## Data listing
┌──

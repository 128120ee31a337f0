use std::sync::Arc;

use async_trait::async_trait;

use crate::redis::{PoolError, RedisPool};

use super::{BroadcastError, BroadcastTransport, NotificationEnvelope};

/// Publishes each payload with `PUBLISH <address> <payload-json>`.
///
/// Subscribers (gateways holding client connections) listen on the address
/// channels; fan-out to them is Redis's job.
pub struct RedisBroadcastTransport {
    pool: Arc<RedisPool>,
}

impl RedisBroadcastTransport {
    pub fn new(pool: Arc<RedisPool>) -> Self {
        Self { pool }
    }

    pub fn pool(&self) -> &Arc<RedisPool> {
        &self.pool
    }
}

#[async_trait]
impl BroadcastTransport for RedisBroadcastTransport {
    async fn push(&self, envelope: &NotificationEnvelope) -> Result<(), BroadcastError> {
        let body = serde_json::to_string(&envelope.payload)?;

        let receivers = self
            .pool
            .publish(envelope.address.as_str(), &body)
            .await
            .map_err(|e| match e {
                PoolError::CircuitOpen => {
                    BroadcastError::Unavailable("redis circuit breaker is open".to_string())
                }
                PoolError::Redis(e) => BroadcastError::Publish(e.to_string()),
            })?;

        tracing::debug!(
            address = %envelope.address,
            receivers = receivers,
            "Published to Redis"
        );
        Ok(())
    }

    fn name(&self) -> &'static str {
        "redis"
    }
}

└──

## What the exercise asks
Every line in the records above that holds "NotificationEnvelope" counts once; state the total and nothing else.

## Expected answer
2